Entries follow. Give back exactly the lines starting at the one containing "request belongs to." and ending at the one containing "pub fn as_str(&self)", and no other lines.

--- Material for the task ---

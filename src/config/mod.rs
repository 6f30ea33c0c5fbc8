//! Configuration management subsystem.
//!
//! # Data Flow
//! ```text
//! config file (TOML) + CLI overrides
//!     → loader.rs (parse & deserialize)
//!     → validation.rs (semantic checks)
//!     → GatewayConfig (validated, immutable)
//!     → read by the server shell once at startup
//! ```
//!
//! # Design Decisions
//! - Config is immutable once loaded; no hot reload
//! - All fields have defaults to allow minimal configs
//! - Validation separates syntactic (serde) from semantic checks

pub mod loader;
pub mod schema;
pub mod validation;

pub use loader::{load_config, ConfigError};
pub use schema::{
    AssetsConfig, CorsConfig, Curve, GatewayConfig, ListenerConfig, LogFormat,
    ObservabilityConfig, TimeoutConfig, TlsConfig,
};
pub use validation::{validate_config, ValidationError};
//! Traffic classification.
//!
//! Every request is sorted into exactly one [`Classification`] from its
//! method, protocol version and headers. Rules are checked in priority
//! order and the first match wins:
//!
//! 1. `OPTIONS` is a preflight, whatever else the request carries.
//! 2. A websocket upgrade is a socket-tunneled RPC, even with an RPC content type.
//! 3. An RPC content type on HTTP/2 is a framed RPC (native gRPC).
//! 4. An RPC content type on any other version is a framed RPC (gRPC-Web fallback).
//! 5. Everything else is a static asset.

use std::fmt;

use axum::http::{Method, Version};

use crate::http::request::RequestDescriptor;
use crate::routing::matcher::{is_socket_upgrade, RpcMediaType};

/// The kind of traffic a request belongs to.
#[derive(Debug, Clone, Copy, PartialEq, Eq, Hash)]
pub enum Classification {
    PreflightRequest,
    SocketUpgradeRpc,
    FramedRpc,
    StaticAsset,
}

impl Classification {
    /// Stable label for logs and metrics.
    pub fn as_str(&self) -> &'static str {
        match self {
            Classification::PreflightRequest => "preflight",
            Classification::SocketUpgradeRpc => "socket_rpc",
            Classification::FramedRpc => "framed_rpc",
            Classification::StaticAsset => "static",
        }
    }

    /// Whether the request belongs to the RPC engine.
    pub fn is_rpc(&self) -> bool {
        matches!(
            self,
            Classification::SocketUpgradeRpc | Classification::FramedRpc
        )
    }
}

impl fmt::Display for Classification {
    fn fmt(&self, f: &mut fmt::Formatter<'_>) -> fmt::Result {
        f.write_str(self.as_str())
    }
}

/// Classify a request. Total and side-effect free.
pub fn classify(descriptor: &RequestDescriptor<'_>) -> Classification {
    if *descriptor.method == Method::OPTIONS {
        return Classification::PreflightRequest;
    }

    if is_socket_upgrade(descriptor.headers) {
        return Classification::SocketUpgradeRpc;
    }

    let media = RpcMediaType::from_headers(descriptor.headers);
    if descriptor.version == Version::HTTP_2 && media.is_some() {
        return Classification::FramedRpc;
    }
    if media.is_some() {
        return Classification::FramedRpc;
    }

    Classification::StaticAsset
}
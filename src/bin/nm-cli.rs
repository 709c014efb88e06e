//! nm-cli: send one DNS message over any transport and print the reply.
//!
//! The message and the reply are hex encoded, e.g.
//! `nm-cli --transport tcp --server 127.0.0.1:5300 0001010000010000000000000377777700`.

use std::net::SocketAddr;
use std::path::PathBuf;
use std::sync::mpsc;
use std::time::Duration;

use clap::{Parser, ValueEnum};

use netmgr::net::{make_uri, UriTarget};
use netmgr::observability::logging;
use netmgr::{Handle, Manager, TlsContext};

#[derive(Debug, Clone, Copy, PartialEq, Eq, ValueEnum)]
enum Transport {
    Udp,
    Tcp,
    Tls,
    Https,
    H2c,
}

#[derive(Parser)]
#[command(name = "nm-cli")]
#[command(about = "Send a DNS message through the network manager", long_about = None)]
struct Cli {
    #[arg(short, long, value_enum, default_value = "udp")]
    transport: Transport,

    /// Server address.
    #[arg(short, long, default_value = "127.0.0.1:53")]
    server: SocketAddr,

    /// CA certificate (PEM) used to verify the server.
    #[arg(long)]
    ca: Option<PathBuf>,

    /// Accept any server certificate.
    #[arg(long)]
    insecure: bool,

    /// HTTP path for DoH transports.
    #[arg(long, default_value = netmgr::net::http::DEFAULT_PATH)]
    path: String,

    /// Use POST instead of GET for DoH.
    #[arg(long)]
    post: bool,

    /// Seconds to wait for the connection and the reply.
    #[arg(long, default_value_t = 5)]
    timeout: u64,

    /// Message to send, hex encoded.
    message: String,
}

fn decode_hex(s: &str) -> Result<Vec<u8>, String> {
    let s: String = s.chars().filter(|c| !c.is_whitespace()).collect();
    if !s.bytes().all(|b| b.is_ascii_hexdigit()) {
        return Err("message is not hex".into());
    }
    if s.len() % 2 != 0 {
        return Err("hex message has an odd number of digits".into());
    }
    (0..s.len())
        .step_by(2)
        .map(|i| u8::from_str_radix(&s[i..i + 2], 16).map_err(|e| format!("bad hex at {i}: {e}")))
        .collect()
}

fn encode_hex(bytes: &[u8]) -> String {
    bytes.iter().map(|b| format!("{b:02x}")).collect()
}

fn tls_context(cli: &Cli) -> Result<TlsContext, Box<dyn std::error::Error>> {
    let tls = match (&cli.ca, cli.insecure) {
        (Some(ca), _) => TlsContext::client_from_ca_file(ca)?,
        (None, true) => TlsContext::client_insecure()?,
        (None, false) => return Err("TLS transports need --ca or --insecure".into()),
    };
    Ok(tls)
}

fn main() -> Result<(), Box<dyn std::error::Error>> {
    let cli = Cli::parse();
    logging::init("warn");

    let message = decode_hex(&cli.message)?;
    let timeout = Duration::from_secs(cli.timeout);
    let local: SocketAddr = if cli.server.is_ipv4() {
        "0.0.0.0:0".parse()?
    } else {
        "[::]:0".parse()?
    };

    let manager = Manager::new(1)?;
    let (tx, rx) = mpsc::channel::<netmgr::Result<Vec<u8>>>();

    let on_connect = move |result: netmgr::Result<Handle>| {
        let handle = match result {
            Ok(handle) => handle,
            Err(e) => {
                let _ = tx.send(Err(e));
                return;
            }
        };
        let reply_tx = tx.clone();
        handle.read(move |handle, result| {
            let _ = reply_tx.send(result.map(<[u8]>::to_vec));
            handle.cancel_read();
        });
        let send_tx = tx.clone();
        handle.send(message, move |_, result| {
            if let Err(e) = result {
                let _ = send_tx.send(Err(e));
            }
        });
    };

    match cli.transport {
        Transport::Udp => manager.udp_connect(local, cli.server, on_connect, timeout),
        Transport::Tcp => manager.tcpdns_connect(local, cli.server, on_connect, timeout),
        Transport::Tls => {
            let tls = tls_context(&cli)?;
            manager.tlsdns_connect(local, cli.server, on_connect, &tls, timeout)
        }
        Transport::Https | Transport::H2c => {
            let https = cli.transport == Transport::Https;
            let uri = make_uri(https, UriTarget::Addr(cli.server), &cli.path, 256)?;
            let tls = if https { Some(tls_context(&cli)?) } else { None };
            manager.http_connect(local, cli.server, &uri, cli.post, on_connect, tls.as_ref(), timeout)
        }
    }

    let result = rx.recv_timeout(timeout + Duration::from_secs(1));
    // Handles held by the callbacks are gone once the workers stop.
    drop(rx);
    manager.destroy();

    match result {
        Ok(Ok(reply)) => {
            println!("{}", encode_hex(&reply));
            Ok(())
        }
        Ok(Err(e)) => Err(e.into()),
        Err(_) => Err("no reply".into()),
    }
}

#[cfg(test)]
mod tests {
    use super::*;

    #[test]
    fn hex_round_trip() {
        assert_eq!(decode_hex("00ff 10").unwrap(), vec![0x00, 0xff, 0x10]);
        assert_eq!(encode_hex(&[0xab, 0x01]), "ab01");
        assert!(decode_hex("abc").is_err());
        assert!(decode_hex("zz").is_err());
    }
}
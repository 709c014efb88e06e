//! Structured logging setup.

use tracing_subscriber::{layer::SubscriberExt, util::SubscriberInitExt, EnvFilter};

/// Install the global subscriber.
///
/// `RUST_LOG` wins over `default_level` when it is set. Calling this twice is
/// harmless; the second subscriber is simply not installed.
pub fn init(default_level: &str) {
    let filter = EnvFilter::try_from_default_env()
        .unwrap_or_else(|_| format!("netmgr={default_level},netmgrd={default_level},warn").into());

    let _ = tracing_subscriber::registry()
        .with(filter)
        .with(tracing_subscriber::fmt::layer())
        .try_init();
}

---

:: Answer to the problem ::
/// The kind of traffic a request belongs to.
#[derive(Debug, Clone, Copy, PartialEq, Eq, Hash)]
pub enum Classification {
    PreflightRequest,
    SocketUpgradeRpc,
    FramedRpc,
    StaticAsset,
}

impl Classification {
    /// Stable label for logs and metrics.
    pub fn as_str(&self) -> &'static str {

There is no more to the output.